Tonalidade ruby escuro de concentração média/alta.

Nariz de bela intensidade aromática, inunda o copo com notas de eucalipto, chocolate preto e fruta muito madura, na onda das bagas silvestres, amora e cereja. Liberta-se e perde vergonhas, despertando para aromas florais ainda que algo subtis, e ligeiro vegetal seco (chá preto) num bouquet coeso sentindo-se ainda algumas pontas de ligeira austeridade (o tempo em garrafa tratará delas), onde o torrado da madeira parece ser o pano de fundo mas sem em momento algum, marcar em demasia a prova.

Boca a mostrar um conjunto coeso e bem estruturado, com alguma pujança na forma como conquista a boca, mas consegue ao mesmo tempo ser equilibrado e delicado, saboroso e bastante consistente na prova que dá. Toque mentolado novamente presente, com conjunto de notas de tosta, chocolate preto e fruta muito madura com alguma compota da mesma. Mostra frescura durante toda a passagem de boca , com acidez bem colocada, em fundo de persistência média/alta onde o toque after-eight parece perdurar.
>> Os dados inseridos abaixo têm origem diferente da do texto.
//! Browser session for the fixture source
//!
//! The source only answers requests that look like they come from its own
//! pages, so every fetch runs inside a real (headless) Chrome tab that has
//! loaded the site first. This crate owns that process:
//!
//! - one browser, one tab, one operation in flight (single-slot mutex)
//! - every operation runs against a session that just answered a ping
//! - the whole browser is recycled after `max_age` or `max_operations`
//!
//! The Chrome specifics sit behind [`PageLauncher`] / [`BrowserPage`] so the
//! scraper and worker can be driven by fakes.

mod chrome;

pub use chrome::{ChromeLauncher, ChromeOptions};

use anyhow::{anyhow, Context, Result};
use serde::Deserialize;
use std::sync::atomic::{AtomicU64, Ordering};
use std::sync::Arc;
use std::time::{Duration, Instant};
use tokio::sync::Mutex;
use tokio::task;
use tracing::{debug, info, warn};

/// Raw answer of an in-page request.
#[derive(Debug, Clone, PartialEq, Eq, Deserialize)]
pub struct PageResponse {
    pub status: u16,
    pub body: String,
}

impl PageResponse {
    pub fn is_success(&self) -> bool {
        (200..300).contains(&self.status)
    }
}

/// One launched browser page. All calls block; the session moves them onto
/// the blocking pool.
pub trait BrowserPage: Send + 'static {
    /// Trivial evaluation. `Ok` means the process is alive and the page answers.
    fn ping(&self) -> Result<()>;

    /// Same-origin request executed by the page itself (cookies + headers of
    /// the real browser). `path` is relative to the page origin.
    fn fetch(&self, path: &str) -> Result<PageResponse>;

    /// Best-effort shutdown. Errors are swallowed by implementations.
    fn close(self: Box<Self>);
}

/// Starts a fresh browser and returns its ready page.
pub trait PageLauncher: Send + Sync + 'static {
    fn launch(&self) -> Result<Box<dyn BrowserPage>>;
}

#[derive(Debug, Clone)]
pub struct SessionConfig {
    /// Browser is relaunched once it is older than this.
    pub max_age: Duration,
    /// ...or once it has served this many operations.
    pub max_operations: u32,
}

impl Default for SessionConfig {
    fn default() -> Self {
        Self {
            max_age: Duration::from_secs(600),
            max_operations: 400,
        }
    }
}

#[derive(Debug, Default, Clone, Copy, PartialEq, Eq)]
pub struct SessionStats {
    pub launches: u64,
    pub recycles: u64,
    pub operations: u64,
}

struct LiveSession {
    page: Box<dyn BrowserPage>,
    started_at: Instant,
    operations: u32,
}

pub struct BrowserSession {
    launcher: Arc<dyn PageLauncher>,
    config: SessionConfig,
    slot: Mutex<Option<LiveSession>>,
    launches: AtomicU64,
    recycles: AtomicU64,
    operations: AtomicU64,
}

impl BrowserSession {
    pub fn new(launcher: Arc<dyn PageLauncher>, config: SessionConfig) -> Self {
        Self {
            launcher,
            config,
            slot: Mutex::new(None),
            launches: AtomicU64::new(0),
            recycles: AtomicU64::new(0),
            operations: AtomicU64::new(0),
        }
    }

    /// Checks the current session without launching one. An unresponsive
    /// session is closed and `false` returned.
    pub async fn ensure_healthy(&self) -> bool {
        let mut slot = self.slot.lock().await;
        let Some(session) = slot.take() else {
            return false;
        };

        match run_blocking(session, |page| page.ping()).await {
            Some((session, Ok(()))) => {
                *slot = Some(session);
                true
            }
            Some((session, Err(e))) => {
                warn!("Browser session failed health check: {:#}", e);
                close_quietly(session).await;
                false
            }
            None => false,
        }
    }

    /// Runs one operation against a verified-healthy page.
    ///
    /// The outer `Result` only fails when no session could be obtained; what
    /// the operation itself returns is handed back untouched.
    pub async fn run<T, F>(&self, op: F) -> Result<T>
    where
        F: FnOnce(&dyn BrowserPage) -> T + Send + 'static,
        T: Send + 'static,
    {
        let mut slot = self.slot.lock().await;
        let session = self.acquire_healthy(&mut slot).await?;

        match run_blocking(session, op).await {
            Some((mut session, out)) => {
                session.operations += 1;
                self.operations.fetch_add(1, Ordering::Relaxed);
                *slot = Some(session);
                Ok(out)
            }
            None => Err(anyhow!("browser operation panicked, session dropped")),
        }
    }

    /// Tears the browser down. The next [`run`](Self::run) launches a new one.
    pub async fn close(&self) {
        let mut slot = self.slot.lock().await;
        if let Some(session) = slot.take() {
            debug!(
                "Closing browser session after {} operations ({}s)",
                session.operations,
                session.started_at.elapsed().as_secs()
            );
            close_quietly(session).await;
        }
    }

    pub async fn is_open(&self) -> bool {
        self.slot.lock().await.is_some()
    }

    pub fn stats(&self) -> SessionStats {
        SessionStats {
            launches: self.launches.load(Ordering::Relaxed),
            recycles: self.recycles.load(Ordering::Relaxed),
            operations: self.operations.load(Ordering::Relaxed),
        }
    }

    fn is_spent(&self, session: &LiveSession) -> bool {
        session.started_at.elapsed() >= self.config.max_age
            || session.operations >= self.config.max_operations
    }

    async fn acquire_healthy(&self, slot: &mut Option<LiveSession>) -> Result<LiveSession> {
        if let Some(session) = slot.take() {
            if self.is_spent(&session) {
                info!(
                    operations = session.operations,
                    age_secs = session.started_at.elapsed().as_secs(),
                    "Recycling browser session"
                );
                self.recycles.fetch_add(1, Ordering::Relaxed);
                close_quietly(session).await;
            } else {
                match run_blocking(session, |page| page.ping()).await {
                    Some((session, Ok(()))) => return Ok(session),
                    Some((session, Err(e))) => {
                        warn!("Browser session unhealthy, relaunching: {:#}", e);
                        close_quietly(session).await;
                    }
                    None => warn!("Browser ping panicked, relaunching"),
                }
            }
        }

        self.launch().await
    }

    async fn launch(&self) -> Result<LiveSession> {
        let launcher = Arc::clone(&self.launcher);
        let page = task::spawn_blocking(move || launcher.launch())
            .await
            .context("browser launch task panicked")?
            .context("Failed to start browser session")?;
        self.launches.fetch_add(1, Ordering::Relaxed);

        let session = LiveSession {
            page,
            started_at: Instant::now(),
            operations: 0,
        };

        // A page that cannot answer the first ping is as good as a failed launch.
        match run_blocking(session, |page| page.ping()).await {
            Some((session, Ok(()))) => {
                info!("🌐 Browser session ready");
                Ok(session)
            }
            Some((session, Err(e))) => {
                close_quietly(session).await;
                Err(e.context("Fresh browser session failed first ping"))
            }
            None => Err(anyhow!("Fresh browser session panicked on first ping")),
        }
    }
}

async fn run_blocking<T, F>(session: LiveSession, op: F) -> Option<(LiveSession, T)>
where
    F: FnOnce(&dyn BrowserPage) -> T + Send + 'static,
    T: Send + 'static,
{
    task::spawn_blocking(move || {
        let out = op(session.page.as_ref());
        (session, out)
    })
    .await
    .ok()
}

async fn close_quietly(session: LiveSession) {
    if task::spawn_blocking(move || session.page.close()).await.is_err() {
        warn!("Browser close panicked, process left to the OS");
    }
}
Pode-se dizer que foi mais uma entrada com o pé direito da Herdade do Mouchão, relembra o caso de sucesso que foi o Tonel 3/4 da colheita de 1996. Um vinho que não perde a identidade da casa mãe, mas com um perfil mais virado para as novas tendências, mais moderno e um pouco ''facilitador'' na maneira como se mostra durante a prova. Beber agora é um prazer, que se pode aumentar com mais uns bons anos de guarda... porque afinal, a tradição e o saber estão bem presentes, num preço que ronda os 15€.
16,5

5 comentários:

LMR disse...

Afinal o vinho até é razoável... houve quem mandasse umas bocas quando ele foi anunciado... ah e tal modernices

Pedro Rafael Barata (Blog Os Vinhos) disse...

Eu também gostei muito deste vinho e estou curioso em provar a nova colheita.

Copo de 3 disse...

O vinho é bem mais do que o razoável acima mencionado, e não convém esquecer que para todos os efeitos o Ponte das Canas é uma "modernice" da Herdade do Mouchão, goste-se mais ou menos do perfil por ele apresentado.

Raul e Joel Carvalho disse...

Sabem de alguma garrafeira ou algum site da net que venda este vinho?

É que já agora também queria provar... E por este preço (15 euros) vale apena...

Abraços dos manos Carvalho

Copo de 3 disse...

Sei que na Garrafeira Nacional vendem o dito a belíssimo preço.